→ Your task: Quote exactly and only this range of lines in the data below: the line that holds "order or stats" to the line that holds "be requested from the loader", both included.

(Beginning of Study material)

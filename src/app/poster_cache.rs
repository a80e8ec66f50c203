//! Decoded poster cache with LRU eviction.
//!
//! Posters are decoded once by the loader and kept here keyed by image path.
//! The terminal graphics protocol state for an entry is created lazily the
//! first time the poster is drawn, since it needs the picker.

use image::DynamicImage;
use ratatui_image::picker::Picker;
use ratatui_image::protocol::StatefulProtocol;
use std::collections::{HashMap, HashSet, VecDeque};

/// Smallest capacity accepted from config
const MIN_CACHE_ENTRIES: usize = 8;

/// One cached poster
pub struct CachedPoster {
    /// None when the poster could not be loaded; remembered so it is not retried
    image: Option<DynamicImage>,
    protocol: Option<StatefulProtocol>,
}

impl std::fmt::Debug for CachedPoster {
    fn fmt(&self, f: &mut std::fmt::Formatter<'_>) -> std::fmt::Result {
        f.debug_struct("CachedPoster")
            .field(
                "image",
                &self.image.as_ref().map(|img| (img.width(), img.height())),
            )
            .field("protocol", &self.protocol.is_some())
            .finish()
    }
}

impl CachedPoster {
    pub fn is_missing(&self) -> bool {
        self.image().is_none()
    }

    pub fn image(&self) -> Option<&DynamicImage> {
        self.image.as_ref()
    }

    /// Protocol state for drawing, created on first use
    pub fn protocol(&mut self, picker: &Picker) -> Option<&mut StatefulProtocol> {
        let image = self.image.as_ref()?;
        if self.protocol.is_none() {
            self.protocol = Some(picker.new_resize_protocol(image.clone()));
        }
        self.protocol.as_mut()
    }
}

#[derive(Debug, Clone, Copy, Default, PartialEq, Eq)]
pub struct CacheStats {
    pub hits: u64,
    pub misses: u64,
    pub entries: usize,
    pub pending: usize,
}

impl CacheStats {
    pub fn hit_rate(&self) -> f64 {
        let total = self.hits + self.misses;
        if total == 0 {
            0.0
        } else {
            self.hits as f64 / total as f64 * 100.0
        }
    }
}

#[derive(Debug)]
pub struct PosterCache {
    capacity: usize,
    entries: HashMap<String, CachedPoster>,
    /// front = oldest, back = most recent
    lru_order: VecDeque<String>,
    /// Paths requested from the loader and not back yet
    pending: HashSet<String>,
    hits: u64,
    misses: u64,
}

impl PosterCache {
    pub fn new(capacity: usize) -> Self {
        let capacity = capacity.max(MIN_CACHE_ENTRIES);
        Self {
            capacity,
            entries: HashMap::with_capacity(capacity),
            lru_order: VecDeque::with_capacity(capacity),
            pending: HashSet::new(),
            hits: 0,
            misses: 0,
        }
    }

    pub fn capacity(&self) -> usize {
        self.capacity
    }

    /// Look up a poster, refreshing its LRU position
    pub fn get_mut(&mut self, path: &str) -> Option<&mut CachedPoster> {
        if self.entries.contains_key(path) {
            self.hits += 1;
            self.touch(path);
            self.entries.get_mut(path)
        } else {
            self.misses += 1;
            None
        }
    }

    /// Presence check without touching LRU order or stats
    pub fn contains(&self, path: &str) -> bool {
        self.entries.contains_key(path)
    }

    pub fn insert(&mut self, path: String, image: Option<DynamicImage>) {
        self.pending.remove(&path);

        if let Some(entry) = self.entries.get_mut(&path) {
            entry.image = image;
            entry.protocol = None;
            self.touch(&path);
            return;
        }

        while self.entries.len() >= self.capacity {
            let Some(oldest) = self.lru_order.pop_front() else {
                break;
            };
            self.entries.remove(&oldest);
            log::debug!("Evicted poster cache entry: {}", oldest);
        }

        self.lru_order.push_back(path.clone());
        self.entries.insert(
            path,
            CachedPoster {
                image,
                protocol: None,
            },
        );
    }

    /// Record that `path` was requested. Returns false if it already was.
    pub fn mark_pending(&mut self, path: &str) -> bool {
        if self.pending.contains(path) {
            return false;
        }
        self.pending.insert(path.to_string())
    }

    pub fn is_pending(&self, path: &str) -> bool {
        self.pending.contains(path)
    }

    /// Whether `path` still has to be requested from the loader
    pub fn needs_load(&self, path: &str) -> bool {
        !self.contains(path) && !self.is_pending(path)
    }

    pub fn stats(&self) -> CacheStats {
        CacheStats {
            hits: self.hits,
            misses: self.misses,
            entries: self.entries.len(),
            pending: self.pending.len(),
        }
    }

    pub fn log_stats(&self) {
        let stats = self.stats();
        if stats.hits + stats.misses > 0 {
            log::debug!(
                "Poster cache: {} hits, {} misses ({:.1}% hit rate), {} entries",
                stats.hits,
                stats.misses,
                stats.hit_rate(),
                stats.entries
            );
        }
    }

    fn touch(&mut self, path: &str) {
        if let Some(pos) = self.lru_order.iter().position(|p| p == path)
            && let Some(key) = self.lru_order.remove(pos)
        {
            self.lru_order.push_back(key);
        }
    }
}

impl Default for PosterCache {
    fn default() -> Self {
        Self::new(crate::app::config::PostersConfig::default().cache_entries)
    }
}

(End of Study material)
(Beginning of Study material)

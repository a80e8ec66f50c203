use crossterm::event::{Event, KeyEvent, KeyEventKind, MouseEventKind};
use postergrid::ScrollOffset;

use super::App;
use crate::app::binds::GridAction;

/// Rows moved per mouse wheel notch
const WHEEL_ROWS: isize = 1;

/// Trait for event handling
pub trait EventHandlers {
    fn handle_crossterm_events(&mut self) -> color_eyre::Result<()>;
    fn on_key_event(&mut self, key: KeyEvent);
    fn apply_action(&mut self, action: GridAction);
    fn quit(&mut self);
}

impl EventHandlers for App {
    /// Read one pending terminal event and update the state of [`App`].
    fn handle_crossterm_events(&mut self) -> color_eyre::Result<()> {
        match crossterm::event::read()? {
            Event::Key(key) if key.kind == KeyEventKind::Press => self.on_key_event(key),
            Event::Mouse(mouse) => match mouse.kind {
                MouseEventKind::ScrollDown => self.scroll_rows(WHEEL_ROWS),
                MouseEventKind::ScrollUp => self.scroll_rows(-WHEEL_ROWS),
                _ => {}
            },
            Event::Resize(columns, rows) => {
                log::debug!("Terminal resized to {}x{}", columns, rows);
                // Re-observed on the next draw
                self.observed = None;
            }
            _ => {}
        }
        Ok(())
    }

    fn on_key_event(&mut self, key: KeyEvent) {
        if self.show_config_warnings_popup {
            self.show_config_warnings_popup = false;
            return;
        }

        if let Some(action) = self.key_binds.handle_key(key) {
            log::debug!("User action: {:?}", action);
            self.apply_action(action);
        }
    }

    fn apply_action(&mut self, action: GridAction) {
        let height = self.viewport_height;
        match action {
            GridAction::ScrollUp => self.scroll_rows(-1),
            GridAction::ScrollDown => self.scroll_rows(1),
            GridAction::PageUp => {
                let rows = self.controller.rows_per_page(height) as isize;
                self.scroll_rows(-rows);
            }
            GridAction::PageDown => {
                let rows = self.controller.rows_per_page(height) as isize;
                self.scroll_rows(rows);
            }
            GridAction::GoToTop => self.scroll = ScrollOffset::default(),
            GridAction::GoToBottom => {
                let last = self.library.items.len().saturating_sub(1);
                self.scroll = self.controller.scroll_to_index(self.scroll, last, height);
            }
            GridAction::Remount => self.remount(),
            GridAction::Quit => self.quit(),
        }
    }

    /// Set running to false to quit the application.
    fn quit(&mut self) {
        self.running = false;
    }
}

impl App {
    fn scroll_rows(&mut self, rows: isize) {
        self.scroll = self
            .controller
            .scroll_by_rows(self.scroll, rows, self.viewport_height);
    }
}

(End of Study material)

→ Exercise solution:
    /// Presence check without touching LRU order or stats
    pub fn contains(&self, path: &str) -> bool {
        self.entries.contains_key(path)
    }

    pub fn insert(&mut self, path: String, image: Option<DynamicImage>) {
        self.pending.remove(&path);

        if let Some(entry) = self.entries.get_mut(&path) {
            entry.image = image;
            entry.protocol = None;
            self.touch(&path);
            return;
        }

        while self.entries.len() >= self.capacity {
            let Some(oldest) = self.lru_order.pop_front() else {
                break;
            };
            self.entries.remove(&oldest);
            log::debug!("Evicted poster cache entry: {}", oldest);
        }

        self.lru_order.push_back(path.clone());
        self.entries.insert(
            path,
            CachedPoster {
                image,
                protocol: None,
            },
        );
    }

    /// Record that `path` was requested. Returns false if it already was.
    pub fn mark_pending(&mut self, path: &str) -> bool {
        if self.pending.contains(path) {
            return false;
        }
        self.pending.insert(path.to_string())
    }

    pub fn is_pending(&self, path: &str) -> bool {
        self.pending.contains(path)
    }

    /// Whether `path` still has to be requested from the loader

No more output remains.